Brandgefährlicher Bahnübergang wird überprüft

Nach Beinaheunfall

Nach dem Beinaheunfall auf dem Bahnübergang am Stockwieser Damm in Sythen will die Stadt die Verkehrssituation prüfen.

HALTERN

, 20.06.2014, 14:39 Uhr / Lesedauer: 1 min
Brandgefährlicher Bahnübergang wird überprüft

Ein Augenzeuge berichtete der Redaktion, dass der Beinaheunfall am Bahnübergang Sythen am vergangenen Mittwoch auf den Leichtsinn des betroffenen Pkw-Fahrers zurückzuführen sei. Dieser habe versucht, noch über den Übergang zu huschen, obwohl sich die Schranke schon senkte. Ein solches Verhalten sei am Bahnhof Sythen häufiger zu beobachten.

Die Verwaltung erreichte bereits der Vorschlag einer Bürgerin, das Abbiegen für Verkehrsteilnehmer vom Stockwieser Damm in den Brookweg aus Richtung Sythen-Dorf kommend zu verbieten. Ein Kommentar mit einem ähnlichen Vorschlag wurde nach der Berichterstattung über den Gefahrenschwerpunkt an die Redaktion geschickt.

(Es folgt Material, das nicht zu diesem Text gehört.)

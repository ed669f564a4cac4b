use std::path::{Path, PathBuf};

use serde::{Deserialize, Serialize};

use crate::error::{DocmineError, Result};

/// Default database filename, created in the working directory.
const DB_FILE: &str = "text_data.db";
/// Config filename.
const CONFIG_FILE: &str = "docmine.toml";

/// Run configuration resolved from the working directory.
#[derive(Debug, Clone)]
pub struct Config {
    /// Directory the tool runs in. Side files land here by default.
    pub work_dir: PathBuf,
    /// Path to the `SQLite` database.
    pub db_path: PathBuf,
    /// Path to the config file.
    pub config_path: PathBuf,
    /// User settings loaded from docmine.toml.
    pub settings: UserSettings,
}

/// User-configurable settings from docmine.toml.
#[derive(Debug, Clone, Default, Serialize, Deserialize)]
#[serde(default)]
pub struct UserSettings {
    pub extraction: ExtractionSettings,
    pub topics: TopicSettings,
    pub embedding: EmbeddingSettings,
    pub clustering: ClusteringSettings,
    pub dispatcher: DispatcherSettings,
}

/// PDF extraction settings.
#[derive(Debug, Clone, Serialize, Deserialize)]
#[serde(default)]
pub struct ExtractionSettings {
    /// Pages per extraction batch.
    pub page_batch_size: usize,
    /// Whether table batches are also written as side files.
    pub write_side_files: bool,
    /// Directory for side files (relative to the working directory).
    pub side_file_dir: Option<String>,
    /// Glue single-character fragments onto the preceding word.
    pub stitch_fragments: bool,
    /// Collapse runs of repeated characters (overprinted glyphs).
    pub dedupe_chars: bool,
}

impl Default for ExtractionSettings {
    fn default() -> Self {
        Self {
            page_batch_size: 10,
            write_side_files: true,
            side_file_dir: None,
            stitch_fragments: false,
            dedupe_chars: false,
        }
    }
}

/// Topic model settings.
#[derive(Debug, Clone, Serialize, Deserialize)]
#[serde(default)]
pub struct TopicSettings {
    pub num_topics: usize,
    /// Terms listed per topic summary.
    pub num_words: usize,
    /// Gibbs sampling sweeps.
    pub iterations: usize,
    pub seed: u64,
}

impl Default for TopicSettings {
    fn default() -> Self {
        Self {
            num_topics: 20,
            num_words: 10,
            iterations: 200,
            seed: 42,
        }
    }
}

/// Embedding settings.
#[derive(Debug, Clone, Serialize, Deserialize)]
#[serde(default)]
pub struct EmbeddingSettings {
    /// Vector width.
    pub dimensions: usize,
}

impl Default for EmbeddingSettings {
    fn default() -> Self {
        Self { dimensions: 768 }
    }
}

/// k-means settings.
#[derive(Debug, Clone, Serialize, Deserialize)]
#[serde(default)]
pub struct ClusteringSettings {
    /// Requested cluster count, clamped to the number of embeddings.
    pub clusters: usize,
    pub max_iterations: usize,
    pub seed: u64,
}

impl Default for ClusteringSettings {
    fn default() -> Self {
        Self {
            clusters: 100,
            max_iterations: 300,
            seed: 42,
        }
    }
}

/// Worker pool settings.
#[derive(Debug, Clone, Serialize, Deserialize)]
#[serde(default)]
pub struct DispatcherSettings {
    pub workers: usize,
}

impl Default for DispatcherSettings {
    fn default() -> Self {
        Self { workers: 2 }
    }
}

impl Config {
    /// Create config for a given working directory.
    pub fn new(work_dir: impl Into<PathBuf>) -> Self {
        let work_dir = work_dir.into();
        let db_path = work_dir.join(DB_FILE);
        let config_path = work_dir.join(CONFIG_FILE);

        let settings = Self::load_settings(&config_path).unwrap_or_default();

        Self {
            work_dir,
            db_path,
            config_path,
            settings,
        }
    }

    /// Create config from the current working directory.
    pub fn from_cwd() -> Result<Self> {
        let cwd = std::env::current_dir()
            .map_err(|e| DocmineError::Config(format!("cannot get cwd: {e}")))?;
        Ok(Self::new(cwd))
    }

    /// Load settings from docmine.toml if it exists.
    fn load_settings(config_path: &Path) -> Option<UserSettings> {
        if !config_path.exists() {
            return None;
        }
        let content = std::fs::read_to_string(config_path).ok()?;
        match toml::from_str(&content) {
            Ok(settings) => Some(settings),
            Err(e) => {
                tracing::warn!("ignoring invalid {}: {e}", config_path.display());
                None
            }
        }
    }

    /// Point the database somewhere other than the working directory.
    #[must_use]
    pub fn with_db_path(mut self, db_path: impl Into<PathBuf>) -> Self {
        let db_path = db_path.into();
        self.db_path = if db_path.is_absolute() {
            db_path
        } else {
            self.work_dir.join(db_path)
        };
        self
    }

    /// Directory that receives table side files.
    #[must_use]
    pub fn side_file_dir(&self) -> PathBuf {
        match &self.settings.extraction.side_file_dir {
            Some(dir) => self.work_dir.join(dir),
            None => self.work_dir.clone(),
        }
    }
}

#[cfg(test)]
mod tests {
    use super::*;
    use tempfile::TempDir;

    #[test]
    fn config_new_sets_paths() {
        let cfg = Config::new("/tmp/project");
        assert_eq!(cfg.work_dir, PathBuf::from("/tmp/project"));
        assert_eq!(cfg.db_path, PathBuf::from("/tmp/project/text_data.db"));
        assert_eq!(cfg.config_path, PathBuf::from("/tmp/project/docmine.toml"));
    }

    #[test]
    fn default_settings() {
        let settings = UserSettings::default();
        assert_eq!(settings.extraction.page_batch_size, 10);
        assert!(settings.extraction.write_side_files);
        assert!(!settings.extraction.stitch_fragments);
        assert_eq!(settings.topics.num_topics, 20);
        assert_eq!(settings.topics.seed, 42);
        assert_eq!(settings.embedding.dimensions, 768);
        assert_eq!(settings.clustering.clusters, 100);
        assert_eq!(settings.dispatcher.workers, 2);
    }

    #[test]
    fn load_settings_from_file() {
        let tmp = TempDir::new().unwrap();
        std::fs::write(
            tmp.path().join("docmine.toml"),
            "[extraction]\npage_batch_size = 4\n\n[clustering]\nclusters = 7\n",
        )
        .unwrap();
        let cfg = Config::new(tmp.path());
        assert_eq!(cfg.settings.extraction.page_batch_size, 4);
        assert_eq!(cfg.settings.clustering.clusters, 7);
    }

    #[test]
    fn partial_config_keeps_other_defaults() {
        let tmp = TempDir::new().unwrap();
        std::fs::write(tmp.path().join("docmine.toml"), "[topics]\nnum_topics = 5\n").unwrap();
        let cfg = Config::new(tmp.path());
        assert_eq!(cfg.settings.topics.num_topics, 5);
        assert_eq!(cfg.settings.topics.num_words, 10);
        assert_eq!(cfg.settings.dispatcher.workers, 2);
    }

    #[test]
    fn load_invalid_config_uses_defaults() {
        let tmp = TempDir::new().unwrap();
        std::fs::write(tmp.path().join("docmine.toml"), "invalid toml {{{{").unwrap();
        let cfg = Config::new(tmp.path());
        assert_eq!(cfg.settings.extraction.page_batch_size, 10);
    }

    #[test]
    fn relative_db_path_resolves_against_work_dir() {
        let cfg = Config::new("/tmp/project").with_db_path("data/other.db");
        assert_eq!(cfg.db_path, PathBuf::from("/tmp/project/data/other.db"));
        let cfg = Config::new("/tmp/project").with_db_path("/var/db.sqlite");
        assert_eq!(cfg.db_path, PathBuf::from("/var/db.sqlite"));
    }

    #[test]
    fn side_file_dir_defaults_to_work_dir() {
        let mut cfg = Config::new("/tmp/project");
        assert_eq!(cfg.side_file_dir(), PathBuf::from("/tmp/project"));
        cfg.settings.extraction.side_file_dir = Some("tables".into());
        assert_eq!(cfg.side_file_dir(), PathBuf::from("/tmp/project/tables"));
    }
}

Viele Verkehrsteilnehmer blinkten nicht, wenn sie abbiegen wollen. Deshalb sollte das erste Stück des Brookweges zur Einbahnstraße deklariert werden. Diese Lösung biete sich auch für den Schalweg an, „wo die Fußgänger den Verkehr auch oft zum Stocken bringen und dann ebenfalls Autos auf dem Gleiskörper stehen“. Für Andreas Plogmaker ist „die Beinahekatastrophe hausgemacht“. 90 Prozent all derjenigen, die aus dem Dorf kommen und kurz hinter dem Bahnübergang nach links in den Brookweg fahren wollen, setzten entweder erst kurz vor oder beim Halten den Blinker.

Dahinter befindliche Fahrzeuge führen an und kämen unerwartet auf dem Bahnübergang zum Stehen. „Verursacher sind die Nicht- oder Spätblinker“, so Plogmaker. Konsequenz müsse für alle Verkehrsteilnehmer sein, erst dann auf den Bahnübergang und damit hinter die Schranken zu fahren, wenn diesen das vor einem befindliche Fahrzeuge tatsächlich sichtlich verlassen habe.In Sicherheit gebracht Am Mittwoch war es fast zu einer Katastrophe gekommen, weil ein nachfolgender PKW aufgrund des Rückstaus nicht mehr rechtzeitig die Gleise verlassen konnte und sich die Schranken senkten. Passanten drückten diese manuell so weit hoch, dass sich der Fahrer mit seinem Auto vor der herannahenden Regionalbahn in Sicherheit bringen konnte. Mit Inbetriebnahme des provisorischen Parkplatzes gegenüber der Einmündung Brookweg könnte sich die Verkehrsgefährdung noch zuspitzen.